And there’s other, you know, instances of that of researchers having to travel for the sake of the research to deal with actual research studies. You know, so we had a team together, you know, we do have a global engagement office at UCI that really deals with, you know, international travel largely but also research-related travel and the university put together a team that I was part of as the emergency manager to assess these travel requests.

So, you know, we’re still getting a lot of requests for travel from students who wanted to study abroad, you know, which is a big part of the college experience but that we really had to kind of put the brakes on and say, you know, that’s it’s just not safe.  And every one of those travel requests that we received from in the office, which were required so that the researchers as travelers could be covered under the university’s insurance policies and the one where they were traveling.

We did, you know, multiple reviews of those a whole team, including our risk management, our global engagement folks, you know, professors from from, you know, representatives from our research community where we would do an assessment of all these travel requests and and review them to make sure that the travel was really essential.

But with that travel to get really more to the point is what did we do to make sure that people were protected. And we would, you know, ensure that anybody leaving the, you know, the local area and coming back before they came back to to UCI they’d have to come back with negative tests which is pretty much part of our course so it was everywhere.

You know, all of our staff and faculty and students on campus are required to be vaccinated and we’re up around 99% compliance on that so which is just incredible.

So that vaccination status is really important piece of it. But you know, on the other end of we do have, you know, multiple people coming on to campus for various things we have contractors, you know, buildings that are being constructed we have perspective professors that want to do a tour of the campus.

And the labs and the like before they accept a position and we have to have safety guidelines in place for them which includes you know, quarantining when they come before they come to the campus making sure that they, you know, are tested and continue through with whatever testing if they’re going to be here for multiple weeks going through that weekly testing program.

So, we’re taking a lot of those precautions on an institutional point of view, but there’s, you know, we, we, there’s a lot of I was just in a meeting earlier today where we’re talking about the case rates on campus which are dropping and they’re dropping everywhere we’ve gone through that peak I mean it’s dramatic you look at the, and I’m sure you show that the cases.

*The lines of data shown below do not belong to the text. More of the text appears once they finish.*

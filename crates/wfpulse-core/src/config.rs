use thiserror::Error;

use crate::app_config::AppConfig;
use crate::records::Country;

/// Default keyword set tracked on the search-interest platform.
const DEFAULT_TRENDS_KEYWORDS: &str = "n8n Slack integration,n8n WhatsApp reminders,\
n8n Google Sheets,n8n Gmail automation,n8n Notion integration,n8n Telegram bot,\
n8n Airtable,n8n Trello,n8n Jira,n8n Shopify,n8n Stripe,n8n Zoom,n8n Calendly,\
n8n Dropbox,n8n Google Drive,n8n GitHub issues,n8n RSS,n8n Zendesk,n8n OpenAI,\
n8n Facebook leads";

#[derive(Debug, Error)]
pub enum ConfigError {
    #[error("missing required environment variable: {0}")]
    MissingEnvVar(String),

    #[error("invalid value for {var}: {reason}")]
    InvalidEnvVar { var: String, reason: String },
}

/// Load application configuration from environment variables.
///
/// Calls `dotenvy::dotenv().ok()` to load `.env` files before reading env vars.
///
/// # Errors
///
/// Returns `ConfigError` if any value fails to parse.
pub fn load_app_config() -> Result<AppConfig, ConfigError> {
    dotenvy::dotenv().ok();
    load_app_config_from_env()
}

/// Load application configuration from environment variables already in the
/// process, without touching `.env` files.
///
/// # Errors
///
/// Returns `ConfigError` if any value fails to parse.
pub fn load_app_config_from_env() -> Result<AppConfig, ConfigError> {
    build_app_config(|key| std::env::var(key))
}

/// Build application configuration using the provided env-var lookup.
///
/// The parsing/validation logic is decoupled from the actual environment so
/// tests can drive it with a plain `HashMap` lookup.
fn build_app_config<F>(lookup: F) -> Result<AppConfig, ConfigError>
where
    F: Fn(&str) -> Result<String, std::env::VarError>,
{
    use std::net::SocketAddr;
    use std::path::PathBuf;

    let or_default = |var: &str, default: &str| -> String {
        lookup(var).unwrap_or_else(|_| default.to_string())
    };

    let optional = |var: &str| -> Option<String> {
        lookup(var).ok().filter(|v| !v.trim().is_empty())
    };

    let parse_addr = |var: &str, default: &str| -> Result<SocketAddr, ConfigError> {
        let raw = or_default(var, default);
        raw.parse::<SocketAddr>()
            .map_err(|e| ConfigError::InvalidEnvVar {
                var: var.to_string(),
                reason: e.to_string(),
            })
    };

    let parse_u32 = |var: &str, default: &str| -> Result<u32, ConfigError> {
        let raw = or_default(var, default);
        raw.parse::<u32>().map_err(|e| ConfigError::InvalidEnvVar {
            var: var.to_string(),
            reason: e.to_string(),
        })
    };

    let parse_u64 = |var: &str, default: &str| -> Result<u64, ConfigError> {
        let raw = or_default(var, default);
        raw.parse::<u64>().map_err(|e| ConfigError::InvalidEnvVar {
            var: var.to_string(),
            reason: e.to_string(),
        })
    };

    let bind_addr = parse_addr("WFPULSE_BIND_ADDR", "0.0.0.0:3000")?;
    let log_level = or_default("WFPULSE_LOG_LEVEL", "info");
    let data_file = PathBuf::from(or_default("WFPULSE_DATA_FILE", "./data/workflows.json"));
    let cron_schedule = or_default("WFPULSE_CRON_SCHEDULE", "0 3 * * *");
    let countries = parse_countries(&or_default("WFPULSE_COUNTRIES", "US,IN"))?;
    let search_query = or_default("WFPULSE_SEARCH_QUERY", "n8n workflow");

    let youtube_api_key = optional("YOUTUBE_API_KEY");
    let discourse_base_url = or_default("DISCOURSE_BASE_URL", "https://community.n8n.io");
    let discourse_api_key = optional("DISCOURSE_API_KEY");
    let discourse_api_username = optional("DISCOURSE_API_USERNAME");

    let trends_api_url = optional("TRENDS_API_URL");
    let trends_proxy_http = optional("TRENDS_PROXY_HTTP");
    let trends_proxy_https = optional("TRENDS_PROXY_HTTPS");
    let trends_retries = parse_u32("TRENDS_RETRIES", "2")?;
    let trends_backoff_base_ms = parse_u64("TRENDS_BACKOFF_BASE_MS", "500")?;
    let trends_keywords = or_default("TRENDS_KEYWORDS", DEFAULT_TRENDS_KEYWORDS);
    let trends_pre_request_pause_ms = parse_u64("TRENDS_PRE_REQUEST_PAUSE_MS", "2000")?;
    let trends_batch_pause_ms = parse_u64("TRENDS_BATCH_PAUSE_MS", "8000")?;

    let http_timeout_secs = parse_u64("WFPULSE_HTTP_TIMEOUT_SECS", "20")?;

    Ok(AppConfig {
        bind_addr,
        log_level,
        data_file,
        cron_schedule,
        countries,
        search_query,
        youtube_api_key,
        discourse_base_url,
        discourse_api_key,
        discourse_api_username,
        trends_api_url,
        trends_proxy_http,
        trends_proxy_https,
        trends_retries,
        trends_backoff_base_ms,
        trends_keywords,
        trends_pre_request_pause_ms,
        trends_batch_pause_ms,
        http_timeout_secs,
    })
}

/// Parse a comma-separated region-code list into [`Country`] values.
///
/// A typo here would otherwise surface as a silently empty collection run,
/// so unknown codes fail startup instead.
fn parse_countries(raw: &str) -> Result<Vec<Country>, ConfigError> {
    let mut countries = Vec::new();
    for code in raw.split(',').map(str::trim).filter(|c| !c.is_empty()) {
        let country = Country::from_code(code).ok_or_else(|| ConfigError::InvalidEnvVar {
            var: "WFPULSE_COUNTRIES".to_string(),
            reason: format!("unsupported region code '{code}'"),
        })?;
        if !countries.contains(&country) {
            countries.push(country);
        }
    }
    if countries.is_empty() {
        return Err(ConfigError::InvalidEnvVar {
            var: "WFPULSE_COUNTRIES".to_string(),
            reason: "at least one region code is required".to_string(),
        });
    }
    Ok(countries)
}

#[cfg(test)]
#[path = "config_test.rs"]
mod tests;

And it’s really easy to get complacent and say okay well we’re coming out of this once again and really dropping you know those basic protective measures that we’ve been talking about for all these months on this this program of just you know the masking and you know the distancing what do we do for scouts for example we’ve continued scout activities you’ve talked about this on past programs. You know how we did that and you know lots of meeting a lot outside but we’re still you know, if we go on outings making sure first of all that there’s one scout per vehicle.

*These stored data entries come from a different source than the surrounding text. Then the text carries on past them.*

mod probe;

use clap::{Parser, Subcommand};

use wfpulse_core::AppConfig;
use wfpulse_ingest::Collector;
use wfpulse_store::SnapshotStore;

#[derive(Debug, Parser)]
#[command(name = "wfpulse-cli")]
#[command(about = "wfpulse command line interface")]
struct Cli {
    #[command(subcommand)]
    command: Commands,
}

#[derive(Debug, Subcommand)]
enum Commands {
    /// Run one full collection and replace the snapshot.
    Refresh,
    /// Print snapshot summary counts.
    Stats,
    /// Hit each configured source once and print a sample of its output.
    Probe,
}

#[tokio::main]
async fn main() -> anyhow::Result<()> {
    dotenvy::dotenv().ok();
    tracing_subscriber::fmt::init();

    let cli = Cli::parse();
    let config = wfpulse_core::load_app_config()?;

    match cli.command {
        Commands::Refresh => refresh(&config).await,
        Commands::Stats => stats(&config),
        Commands::Probe => probe::run(&config).await,
    }
}

async fn refresh(config: &AppConfig) -> anyhow::Result<()> {
    let collector = Collector::from_config(config)?;
    let store = SnapshotStore::new(config.data_file.clone());

    let records = collector.collect_all().await;
    if records.is_empty() {
        println!("collection produced no records; snapshot left unchanged");
        return Ok(());
    }

    store.save_all(&records)?;
    println!(
        "snapshot at {} refreshed with {} records",
        store.path().display(),
        records.len()
    );
    Ok(())
}

fn stats(config: &AppConfig) -> anyhow::Result<()> {
    let store = SnapshotStore::new(config.data_file.clone());
    println!("{}", serde_json::to_string_pretty(&store.stats())?);
    Ok(())
}
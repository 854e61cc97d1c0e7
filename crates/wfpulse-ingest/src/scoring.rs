//! Popularity scoring heuristics.
//!
//! Each platform maps its raw engagement counters onto a weighted sum of
//! capped terms, producing a score in `[0, 1]`. Scoring also derives the
//! per-platform engagement ratios and writes them back into the metric
//! struct, so a scored record always carries both.

use wfpulse_core::{ForumMetrics, GoogleMetrics, Metrics, YouTubeMetrics};

/// Division that treats a zero denominator as zero instead of dividing.
#[must_use]
pub fn safe_div(n: f64, d: f64) -> f64 {
    if d == 0.0 {
        0.0
    } else {
        n / d
    }
}

fn cap(x: f64) -> f64 {
    x.min(1.0)
}

fn clamp01(x: f64) -> f64 {
    x.clamp(0.0, 1.0)
}

fn round6(x: f64) -> f64 {
    (x * 1_000_000.0).round() / 1_000_000.0
}

/// Augment `metrics` with its derived ratio fields and return the platform
/// popularity score, clamped to `[0, 1]` and rounded to 6 decimals.
pub fn compute_popularity(metrics: &mut Metrics) -> f64 {
    match metrics {
        Metrics::YouTube(m) => youtube_score(m),
        Metrics::Forum(m) => forum_score(m),
        Metrics::Google(m) => google_score(m),
    }
}

#[allow(clippy::cast_precision_loss)]
fn youtube_score(m: &mut YouTubeMetrics) -> f64 {
    let views = m.views as f64;
    let likes = m.likes as f64;
    let comments = m.comments as f64;

    let lvr = round6(safe_div(likes, views));
    m.like_to_view_ratio = Some(lvr);
    m.comment_to_view_ratio = Some(round6(safe_div(comments, views)));

    // Normalization caps tuned for the observed range of workflow-tutorial
    // videos; a viral outlier saturates at 1.0 rather than skewing the rest.
    let v = cap(views / 200_000.0);
    let l = cap(likes / 5_000.0);
    let c = cap(comments / 1_000.0);

    let score = 0.45 * v + 0.30 * l + 0.15 * c + 0.10 * cap(lvr * 50.0);
    round6(cap(score))
}

#[allow(clippy::cast_precision_loss)]
fn forum_score(m: &mut ForumMetrics) -> f64 {
    let views = m.views as f64;
    let replies = m.replies as f64;
    let likes = m.likes as f64;
    let contributors = m.contributors as f64;

    m.reply_to_view_ratio = Some(round6(safe_div(replies, views)));
    m.like_to_view_ratio = Some(round6(safe_div(likes, views)));

    let v = cap(views / 20_000.0);
    let r = cap(replies / 200.0);
    let l = cap(likes / 300.0);
    let u = cap(contributors / 60.0);

    round6(cap(0.4 * v + 0.3 * r + 0.2 * l + 0.1 * u))
}

fn google_score(m: &mut GoogleMetrics) -> f64 {
    let msv = m.monthly_search_volume.unwrap_or(0.0);

    let v = cap(msv / 100_000.0);
    let i = cap(m.interest_score / 100.0);
    // trend_30d_change is a fraction around 0; shifting by 0.5 maps the
    // [-0.5, +0.5] band onto [0, 1].
    let t = clamp01(m.trend_30d_change + 0.5);

    round6(cap(0.5 * v + 0.3 * i + 0.2 * t))
}

#[cfg(test)]
mod tests {
    use super::*;

    fn assert_close(actual: f64, expected: f64) {
        assert!(
            (actual - expected).abs() < 1e-9,
            "expected {expected}, got {actual}"
        );
    }

    #[test]
    fn safe_div_zero_denominator_is_zero() {
        assert_close(safe_div(5.0, 0.0), 0.0);
        assert_close(safe_div(0.0, 0.0), 0.0);
        assert_close(safe_div(-3.0, 0.0), 0.0);
    }

    #[test]
    fn safe_div_regular_division() {
        assert_close(safe_div(1.0, 4.0), 0.25);
    }

    #[test]
    fn youtube_score_saturates_at_one() {
        // views, likes, comments all at their caps and the like ratio term
        // saturated: 0.45 + 0.30 + 0.15 + 0.10.
        let mut metrics = Metrics::YouTube(YouTubeMetrics::new(200_000, 5_000, 1_000));
        let score = compute_popularity(&mut metrics);
        assert_close(score, 1.0);

        let Metrics::YouTube(m) = &metrics else {
            panic!("variant changed");
        };
        assert_close(m.like_to_view_ratio.unwrap(), 0.025);
        assert_close(m.comment_to_view_ratio.unwrap(), 0.005);
    }

    #[test]
    fn youtube_score_zero_everything() {
        let mut metrics = Metrics::YouTube(YouTubeMetrics::new(0, 0, 0));
        let score = compute_popularity(&mut metrics);
        assert_close(score, 0.0);
        let Metrics::YouTube(m) = &metrics else {
            panic!("variant changed");
        };
        assert_close(m.like_to_view_ratio.unwrap(), 0.0);
    }

    #[test]
    fn youtube_score_midrange() {
        // 100k views, 1k likes, 100 comments:
        // 0.45*0.5 + 0.30*0.2 + 0.15*0.1 + 0.10*min(1, 0.01*50) = 0.35
        let mut metrics = Metrics::YouTube(YouTubeMetrics::new(100_000, 1_000, 100));
        assert_close(compute_popularity(&mut metrics), 0.35);
    }

    #[test]
    fn forum_score_saturates_at_one() {
        let mut metrics = Metrics::Forum(ForumMetrics::new(20_000, 200, 300, 60));
        assert_close(compute_popularity(&mut metrics), 1.0);
    }

    #[test]
    fn forum_score_sets_ratios() {
        let mut metrics = Metrics::Forum(ForumMetrics::new(1_000, 10, 25, 5));
        let score = compute_popularity(&mut metrics);
        let Metrics::Forum(m) = &metrics else {
            panic!("variant changed");
        };
        assert_close(m.reply_to_view_ratio.unwrap(), 0.01);
        assert_close(m.like_to_view_ratio.unwrap(), 0.025);
        // 0.4*0.05 + 0.3*0.05 + 0.2*(25/300) + 0.1*(5/60)
        assert_close(score, round6(0.02 + 0.015 + 0.2 * (25.0 / 300.0) + 0.1 * (5.0 / 60.0)));
    }

    #[test]
    fn google_score_without_search_volume() {
        // interest 50, flat trend: 0.5*0 + 0.3*0.5 + 0.2*0.5 = 0.25
        let mut metrics = Metrics::Google(GoogleMetrics {
            interest_score: 50.0,
            trend_30d_change: 0.0,
            monthly_search_volume: None,
        });
        assert_close(compute_popularity(&mut metrics), 0.25);
    }

    #[test]
    fn google_score_clamps_steep_decline() {
        // A -80% trend shifts below zero and clamps to 0 on the trend term.
        let mut metrics = Metrics::Google(GoogleMetrics {
            interest_score: 0.0,
            trend_30d_change: -0.8,
            monthly_search_volume: None,
        });
        assert_close(compute_popularity(&mut metrics), 0.0);
    }

    #[test]
    fn google_score_caps_interest_above_scale() {
        let mut metrics = Metrics::Google(GoogleMetrics {
            interest_score: 250.0,
            trend_30d_change: 2.0,
            monthly_search_volume: Some(1_000_000.0),
        });
        // every term saturated: 0.5 + 0.3 + 0.2
        assert_close(compute_popularity(&mut metrics), 1.0);
    }

    #[test]
    fn all_scores_stay_in_unit_interval() {
        let extremes: Vec<Metrics> = vec![
            Metrics::YouTube(YouTubeMetrics::new(u64::MAX / 2, u64::MAX / 2, u64::MAX / 2)),
            Metrics::Forum(ForumMetrics::new(u64::MAX / 2, 0, u64::MAX / 2, 1)),
            Metrics::Google(GoogleMetrics {
                interest_score: 1e9,
                trend_30d_change: 1e9,
                monthly_search_volume: Some(1e12),
            }),
        ];
        for mut metrics in extremes {
            let score = compute_popularity(&mut metrics);
            assert!((0.0..=1.0).contains(&score), "score out of bounds: {score}");
        }
    }
}
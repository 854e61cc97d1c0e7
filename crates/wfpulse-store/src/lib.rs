//! Snapshot persistence for wfpulse.
//!
//! The durable copy of the record set is one JSON file holding a flat array
//! of [`WorkflowRecord`]s. Every refresh replaces it wholesale; there is no
//! merge with history. Writes go through a temp file in the target
//! directory followed by an atomic rename, so a reader never observes a
//! half-written snapshot. Reads never fail: a missing or corrupt file is an
//! empty snapshot.

use std::collections::BTreeMap;
use std::fs;
use std::io::Write;
use std::path::{Path, PathBuf};

use chrono::{DateTime, Utc};
use serde::Serialize;
use thiserror::Error;

use wfpulse_core::WorkflowRecord;

/// Errors surfaced by snapshot writes. Reads degrade instead of erroring.
#[derive(Debug, Error)]
pub enum StoreError {
    #[error("snapshot I/O error: {0}")]
    Io(#[from] std::io::Error),

    #[error("snapshot serialization error: {0}")]
    Serialize(#[from] serde_json::Error),
}

/// Summary of the current snapshot, computed at call time.
#[derive(Debug, Clone, Serialize)]
pub struct SnapshotStats {
    pub updated_at: DateTime<Utc>,
    pub by_platform: BTreeMap<String, usize>,
    pub by_country: BTreeMap<String, usize>,
    pub total: usize,
}

/// Owner of the durable snapshot file.
pub struct SnapshotStore {
    path: PathBuf,
}

impl SnapshotStore {
    #[must_use]
    pub fn new(path: impl Into<PathBuf>) -> Self {
        Self { path: path.into() }
    }

    #[must_use]
    pub fn path(&self) -> &Path {
        &self.path
    }

    /// Returns the persisted snapshot.
    ///
    /// A missing file, unreadable file, or a body that does not parse as a
    /// record array all yield an empty snapshot — the service keeps serving
    /// rather than failing on bad state left behind by an older version.
    #[must_use]
    pub fn load_all(&self) -> Vec<WorkflowRecord> {
        let content = match fs::read_to_string(&self.path) {
            Ok(content) => content,
            Err(e) if e.kind() == std::io::ErrorKind::NotFound => return Vec::new(),
            Err(e) => {
                tracing::warn!(path = %self.path.display(), error = %e, "snapshot read failed");
                return Vec::new();
            }
        };

        match serde_json::from_str::<Vec<WorkflowRecord>>(&content) {
            Ok(records) => records,
            Err(e) => {
                tracing::warn!(
                    path = %self.path.display(),
                    error = %e,
                    "snapshot file is corrupt; treating as empty"
                );
                Vec::new()
            }
        }
    }

    /// Atomically replaces the snapshot with `records`.
    ///
    /// The parent directory is created if absent. The serialized body is
    /// written to a temp file in the same directory and renamed over the
    /// target, so concurrent readers see either the old or the new
    /// snapshot, never a torn one.
    ///
    /// # Errors
    ///
    /// Returns [`StoreError`] if serialization or any filesystem step fails.
    pub fn save_all(&self, records: &[WorkflowRecord]) -> Result<(), StoreError> {
        let dir = match self.path.parent() {
            Some(parent) if !parent.as_os_str().is_empty() => {
                fs::create_dir_all(parent)?;
                parent
            }
            _ => Path::new("."),
        };

        let body = serde_json::to_vec_pretty(records)?;

        // Temp file must live in the target directory: rename is only
        // atomic within one filesystem.
        let mut tmp = tempfile::NamedTempFile::new_in(dir)?;
        tmp.write_all(&body)?;
        tmp.as_file().sync_all()?;
        tmp.persist(&self.path).map_err(|e| StoreError::Io(e.error))?;

        tracing::info!(
            path = %self.path.display(),
            records = records.len(),
            "snapshot replaced"
        );
        Ok(())
    }

    /// Counts the current snapshot by platform and country.
    #[must_use]
    pub fn stats(&self) -> SnapshotStats {
        let records = self.load_all();

        let mut by_platform: BTreeMap<String, usize> = BTreeMap::new();
        let mut by_country: BTreeMap<String, usize> = BTreeMap::new();
        for record in &records {
            *by_platform.entry(record.platform.name().to_owned()).or_default() += 1;
            *by_country.entry(record.country.code().to_owned()).or_default() += 1;
        }

        SnapshotStats {
            updated_at: Utc::now(),
            by_platform,
            by_country,
            total: records.len(),
        }
    }
}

And that’s really the mantra that we’ve been putting at here we had a period of time where we were able if we wanted to go back inside for our meetings, we had been meeting outside every week for our scout troop.

And you know the church that we met in, you know with the requirements when they started to loosen up. You know we had the opportunity to go meet inside we opted not to we said Well we’re doing okay we’re meeting outside are still productive.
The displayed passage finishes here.